Most of our hydro in the UK is kids’ stuff , a few MW here and there apart from ….
Dinorwic/ Dinorwig https://en.wikipedia.org/wiki/Dinorwig_Power_Stati... This has loads of generating capacity, 6 turbines @300 MW each, but with all of them going full chat its storage lake would be empty in under 6 hours. It was built for several reasons: -
Peak grid demand (kettles being switched on after Coronation Street etc…)
Using surplus night time power for daytime demand.
Get the grid back up and running should we ever lose the grid completely, and the country must get going from a black start. An interesting proposition…
How many places geographically we have in the country for this type of thing are few and far between.

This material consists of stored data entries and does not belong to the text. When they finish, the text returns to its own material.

use super::common::Fixture;
use pathfingerprint::catalog::{CatalogStore, EntityKind};
use pathfingerprint::changes::ReportDestination;
use pathfingerprint::engine::scan;
use pathfingerprint::error::ExitCode;

fn seed(fx: &Fixture) {
    fx.write("a", b"alpha", 1_000);
    fx.write("sub/b", b"beta", 1_000);
    fx.write("other/c", b"gamma", 1_000);
}

#[test]
fn test_cold_run_reports_creates_in_walk_order() {
    let fx = Fixture::new();
    seed(&fx);

    let (outcome, lines) = fx.scan_reporting(100, true);
    assert_eq!(
        lines,
        vec![
            "create path .",
            "create file a",
            "create path other",
            "create file other/c",
            "create path sub",
            "create file sub/b",
        ]
    );
    let report = outcome.report.unwrap();
    assert_eq!(report.written, 6);
    assert_eq!(report.failed, 0);
}

#[test]
fn test_unchanged_tree_reports_nothing() {
    let fx = Fixture::new();
    seed(&fx);
    fx.scan(100);

    let (_, lines) = fx.scan_reporting(200, true);
    assert!(lines.is_empty(), "unexpected changes: {lines:?}");
}

#[test]
fn test_update_reports_file_and_ancestors_only() {
    let fx = Fixture::new();
    seed(&fx);
    fx.write("sub/deeper/d", b"delta", 1_000);
    fx.scan(100);

    fx.write("sub/deeper/d", b"DELTA", 2_000);
    let (_, lines) = fx.scan_reporting(200, true);
    assert_eq!(
        lines,
        vec![
            "update file sub/deeper/d",
            "update path sub/deeper",
            "update path sub",
            "update path .",
        ]
    );
}

#[test]
fn test_new_file_in_existing_directory() {
    let fx = Fixture::new();
    seed(&fx);
    fx.scan(100);

    fx.write("other/new", b"fresh", 1_000);
    let (_, lines) = fx.scan_reporting(200, true);
    assert_eq!(
        lines,
        vec!["create file other/new", "update path other", "update path ."]
    );
}

#[test]
fn test_deleted_file_reported_and_pruned() {
    let fx = Fixture::new();
    seed(&fx);
    fx.scan(100);

    fx.remove("a");
    let (outcome, lines) = fx.scan_reporting(200, true);
    assert_eq!(lines, vec!["update path .", "delete file a"]);
    assert_eq!(outcome.pruned.files, 1);
    assert_eq!(outcome.pruned.paths, 0);

    let (third, lines) = fx.scan_reporting(300, true);
    assert!(lines.is_empty(), "deleted file resurfaced: {lines:?}");
    assert_eq!(third.digest, outcome.digest);

    let mut store = CatalogStore::new(&fx.catalog(), fx.algorithm).with_updates(false);
    store.open().unwrap();
    assert_eq!(store.count(EntityKind::File).unwrap(), 2);
}

#[test]
fn test_deleted_directory_reports_files_then_paths() {
    let fx = Fixture::new();
    seed(&fx);
    fx.write("sub/inner/e", b"epsilon", 1_000);
    fx.scan(100);

    fx.remove("sub");
    let (outcome, lines) = fx.scan_reporting(200, true);
    assert_eq!(
        lines,
        vec![
            "update path .",
            "delete file sub/b",
            "delete file sub/inner/e",
            "delete path sub",
            "delete path sub/inner",
        ]
    );
    assert_eq!(outcome.pruned.files, 2);
    assert_eq!(outcome.pruned.paths, 2);
}

#[test]
fn test_file_replaced_by_directory() {
    let fx = Fixture::new();
    fx.write("x", b"file", 1_000);
    fx.scan(100);

    fx.remove("x");
    fx.write("x/y", b"nested", 1_000);
    let (_, lines) = fx.scan_reporting(200, true);
    assert_eq!(
        lines,
        vec![
            "create path x",
            "create file x/y",
            "update path .",
            "delete file x",
        ]
    );
}

#[test]
fn test_no_report_means_no_summary() {
    let fx = Fixture::new();
    seed(&fx);
    assert!(fx.scan(100).report.is_none());
}

#[test]
fn test_unopenable_report_is_fatal() {
    let fx = Fixture::new();
    seed(&fx);
    let report = fx.state.path().join("missing-dir").join("changes.txt");

    let options = fx
        .options(100, true)
        .with_report(ReportDestination::File(report));
    let err = scan(&options).unwrap_err();
    assert_eq!(err.exit_code(), ExitCode::ReportFailed);
}

#[test]
fn test_small_queue_applies_backpressure_without_loss() {
    let fx = Fixture::new();
    for i in 0..50 {
        fx.write(&format!("f{i:02}"), format!("{i}").as_bytes(), 1_000);
    }

    let report = fx.state.path().join("changes.txt");
    let mut options = fx
        .options(100, true)
        .with_report(ReportDestination::File(report.clone()));
    options.report_queue_depth = 1;
    let outcome = scan(&options).unwrap();

    let content = std::fs::read_to_string(report).unwrap();
    assert_eq!(content.lines().count(), 51);
    assert_eq!(outcome.report.unwrap().written, 51);
    assert_eq!(content.lines().last(), Some("create file f49"));
}
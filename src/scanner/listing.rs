//! Single-level directory listing.
//!
//! Children come back sorted byte-wise by file name; that order is part of
//! the digest contract. Symlinks are never followed for recursion: a link
//! is listed as a non-directory entry.

use std::path::{Path, PathBuf};

use walkdir::WalkDir;

use super::{ScanError, ScanResult};

/// One immediate child of a directory.
#[derive(Debug, Clone, PartialEq, Eq)]
pub struct ChildEntry {
    /// File name (UTF-8).
    pub name: String,
    /// Full filesystem path.
    pub path: PathBuf,
    /// Whether the child is a real directory (not a link to one).
    pub is_dir: bool,
}

/// List the immediate children of `dir`, sorted by name.
///
/// # Errors
///
/// - [`ScanError::NotFound`] / [`ScanError::NotADirectory`] if `dir` is not
///   an existing directory.
/// - [`ScanError::NonUtf8Name`] if a child's name is not valid UTF-8.
/// - Any other I/O failure while reading the directory.
pub fn list_children(dir: &Path) -> ScanResult<Vec<ChildEntry>> {
    let meta = std::fs::metadata(dir).map_err(|e| ScanError::from_io(dir, e))?;
    if !meta.is_dir() {
        return Err(ScanError::NotADirectory(dir.to_path_buf()));
    }

    let walker = WalkDir::new(dir)
        .min_depth(1)
        .max_depth(1)
        .follow_links(false)
        .sort_by_file_name();

    let mut children = Vec::new();
    for entry in walker {
        let entry = entry.map_err(|e| walk_error(dir, e))?;

        let name = entry
            .file_name()
            .to_str()
            .ok_or_else(|| ScanError::NonUtf8Name(entry.path().to_path_buf()))?
            .to_string();

        children.push(ChildEntry {
            name,
            is_dir: entry.file_type().is_dir(),
            path: entry.into_path(),
        });
    }

    log::trace!("Listed {} child(ren) of {}", children.len(), dir.display());
    Ok(children)
}

fn walk_error(dir: &Path, error: walkdir::Error) -> ScanError {
    let path = error.path().unwrap_or(dir).to_path_buf();
    match error.into_io_error() {
        Some(io) => ScanError::from_io(&path, io),
        None => ScanError::Io {
            path,
            source: std::io::Error::other("directory walk failed"),
        },
    }
}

They aren’t cheap either. And how many would you need? Dinorwic was justified because of the risk losing grid synchronicity, and the black start.
If you ever get a chance to visit, you must take it. I used to work with the engineers who designed it, and once had to inspect the turbines from the inside..so I heard a lot of the history.
It has been mooted that a Severn Barrage would work well due to the large tides, but again, that’s expensive, and the power fluctuates with the tides (funnily enough). It is possible to boost the water levels behind the gates with surplus power (from where?) to get some more hours of power generation later. It would be an amazing project though, loads of work for engineers….
Sub surface tidal power is one answer around the top of Scotland as the current nearly always flows one way. There is a real cost here though.
There is a substantial ecological impact with hydro, which has been ignored for some time, cost benefit analysis etc… this is being addressed in the US, lots of videos on YouTube of river dams being taken down, the sediment left behind is amazing. Not quite the same thing though.


Tale a look at this picture... you may recognise it..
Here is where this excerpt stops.